Your normal coping strategies, your normal healing wellness routine might be hampered because of the feeling that you have given the quarantine. Be mindful that the new normal might look different because the environment is different, and what we do is cope with the environment as it’s presented to us. We can’t say that every coping strategy that we have is going to work across every setting, especially in something like a global pandemic mixed with a race riot mixed with everything that’s happened with the Supreme Court this week. It’s a different world, so why do you think your work against that world would be the same?

It’s about trial and error–testing a new strategy to see if it advantages you. You can’t just go from one thing to another without saying, ‘Well, what do I think in this moment would feel better than what I’m doing? Is there a way that I can test for a day or two how that feels?’ 

Data is the thing that helps us. We can’t just keep it in our minds. We have to process and say, ‘At the end of today, I felt better than yesterday because…’ or ‘I did the following thing so that I’m able to change my outcome.’ But that requires you writing it down, or journaling, or using an app, or whatever that looks like so that you’re giving yourself data and quantifying.

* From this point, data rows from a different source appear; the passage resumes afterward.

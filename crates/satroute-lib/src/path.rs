use std::collections::{HashMap, VecDeque};

use serde::Serialize;
use tracing::debug;

use crate::constellation::{Constellation, NodeId, END, START};
use crate::error::{Error, Result};
use crate::graph::Graph;

/// Progress of a node through the breadth-first search.
#[derive(Debug, Clone, Copy, PartialEq, Eq, Serialize)]
#[serde(rename_all = "snake_case")]
pub enum NodeState {
    Unvisited,
    /// Reached and queued, neighbours not yet examined.
    Frontier,
    Settled,
}

/// Search bookkeeping for a single node.
#[derive(Debug, Clone, PartialEq, Eq, Serialize)]
pub struct SearchNode {
    pub state: NodeState,
    /// Hops from `START`; `None` until the node is reached.
    pub hop_distance: Option<usize>,
    pub predecessor: Option<NodeId>,
}

impl SearchNode {
    fn unvisited() -> Self {
        Self {
            state: NodeState::Unvisited,
            hop_distance: None,
            predecessor: None,
        }
    }

    pub fn is_reached(&self) -> bool {
        self.state != NodeState::Unvisited
    }
}

/// Per-invocation result of [`search_hops`]: hop distances and predecessors.
#[derive(Debug, Clone, Default, PartialEq, Eq)]
pub struct SearchTree {
    nodes: HashMap<NodeId, SearchNode>,
}

impl SearchTree {
    /// Build a tree from an explicit predecessor map.
    ///
    /// Every listed node counts as reached; hop distances are left unknown.
    pub fn from_predecessors<I, K, P>(predecessors: I) -> Self
    where
        I: IntoIterator<Item = (K, Option<P>)>,
        K: Into<NodeId>,
        P: Into<NodeId>,
    {
        let nodes = predecessors
            .into_iter()
            .map(|(id, predecessor)| {
                (
                    id.into(),
                    SearchNode {
                        state: NodeState::Settled,
                        hop_distance: None,
                        predecessor: predecessor.map(Into::into),
                    },
                )
            })
            .collect();
        Self { nodes }
    }

    pub fn node(&self, id: &str) -> Option<&SearchNode> {
        self.nodes.get(id)
    }

    pub fn hop_distance(&self, id: &str) -> Option<usize> {
        self.node(id).and_then(|node| node.hop_distance)
    }

    pub fn predecessor(&self, id: &str) -> Option<&str> {
        self.node(id).and_then(|node| node.predecessor.as_deref())
    }

    pub fn is_reachable(&self, id: &str) -> bool {
        self.node(id).is_some_and(SearchNode::is_reached)
    }

    /// Number of nodes that were reached, `START` included.
    pub fn reached_count(&self) -> usize {
        self.nodes.values().filter(|node| node.is_reached()).count()
    }

    pub fn len(&self) -> usize {
        self.nodes.len()
    }

    pub fn is_empty(&self) -> bool {
        self.nodes.is_empty()
    }
}

/// Relay nodes between the endpoints, as reconstructed from a [`SearchTree`].
#[derive(Debug, Clone, PartialEq, Eq, Serialize)]
pub struct Route {
    /// Relays from the node adjacent to `END` back to the node after `START`.
    relays: Vec<NodeId>,
    hops: usize,
}

impl Route {
    /// Relays in the order they were walked: nearest `END` first.
    pub fn relays_from_end(&self) -> &[NodeId] {
        &self.relays
    }

    /// Relays in travel order, from the node after `START` to the node before `END`.
    pub fn display_order(&self) -> Vec<NodeId> {
        self.relays.iter().rev().cloned().collect()
    }

    /// Number of edges between `START` and `END`.
    pub fn hop_count(&self) -> usize {
        self.hops
    }

    /// `true` when `START` sees `END` without any relay.
    pub fn is_direct(&self) -> bool {
        self.relays.is_empty()
    }
}

/// Explore `graph` breadth-first from `START`, ignoring edge distances.
///
/// Neighbours are visited in the order the graph stores them and the queue is
/// drained completely. Nodes that appear in `graph` but not in
/// `constellation` are not explored.
pub fn search_hops(graph: &Graph, constellation: &Constellation) -> Result<SearchTree> {
    if !constellation.contains(START) {
        return Err(Error::missing_endpoint(START));
    }

    let mut nodes: HashMap<NodeId, SearchNode> = constellation
        .ids()
        .map(|id| (id.to_string(), SearchNode::unvisited()))
        .collect();

    if let Some(start) = nodes.get_mut(START) {
        start.state = NodeState::Frontier;
        start.hop_distance = Some(0);
    }

    let mut queue = VecDeque::from([START.to_string()]);
    while let Some(current) = queue.pop_front() {
        let current_hops = nodes
            .get(&current)
            .and_then(|node| node.hop_distance)
            .unwrap_or_default();

        for edge in graph.neighbours(&current) {
            let Some(next) = nodes.get_mut(&edge.target) else {
                continue;
            };
            if next.state != NodeState::Unvisited {
                continue;
            }
            next.state = NodeState::Frontier;
            next.hop_distance = Some(current_hops + 1);
            next.predecessor = Some(current.clone());
            queue.push_back(edge.target.clone());
        }

        if let Some(node) = nodes.get_mut(&current) {
            node.state = NodeState::Settled;
        }
    }

    let tree = SearchTree { nodes };
    debug!(
        reached = tree.reached_count(),
        total = tree.len(),
        "hop search finished"
    );
    Ok(tree)
}

/// Walk predecessors from `END` back to `START`.
///
/// Fails with [`Error::RouteNotFound`] when `END` was never reached or the
/// chain runs into a node without a predecessor.
pub fn reconstruct_route(tree: &SearchTree) -> Result<Route> {
    let mut current = tree.predecessor(END).ok_or_else(Error::route_not_found)?;
    let mut relays = Vec::new();

    while current != START {
        let node = tree
            .node(current)
            .filter(|node| node.is_reached())
            .ok_or_else(Error::route_not_found)?;
        relays.push(current.to_string());
        if relays.len() > tree.len() {
            return Err(Error::route_not_found());
        }
        current = node
            .predecessor
            .as_deref()
            .ok_or_else(Error::route_not_found)?;
    }

    let hops = tree.hop_distance(END).unwrap_or(relays.len() + 1);
    Ok(Route { relays, hops })
}

/// Search and reconstruct in one step.
pub fn find_shortest_hop_path(graph: &Graph, constellation: &Constellation) -> Result<Route> {
    if !constellation.contains(END) {
        return Err(Error::missing_endpoint(END));
    }
    let tree = search_hops(graph, constellation)?;
    reconstruct_route(&tree)
}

How would you advise one to remain vulnerable during such uncertain times? 
I’m going to keep going back to this idea of data and figuring out where you are first. The work that I do is around racial stress and trauma for families, how families talk about race and racism with one another. The first thing that we do is tell families or often parents, ‘If you don’t know how you feel about something and you think you’re just about to launch into a conversation with your child, you’re going to be woefully stressed and mistaken that it’s going to be an effective and easy conversation. You’re gonna be overwhelmed with the things that happen when we don’t prepare, when we don’t have a sense of who we are and what we want to say.’ I would think that that extends to our personal relationships and our friendships where if you don’t have a sense of where you are, what it is that you need, how it is that you’re feeling, you won’t be able to advocate for yourself. You won’t be able to tell people, ‘It would be helpful if you did X, Y, and Z’ or even say out loud, ‘If I had the chance to do X, Y and Z…’ It’s not always that people can help in what it is that you need, but you have to be able to name it. You’re then able to find data points about yourself [and] your day so that you can then articulate it or at least put a finger on it to say, ‘Ah, that’s that thing that I didn’t know was happening that can be really important.’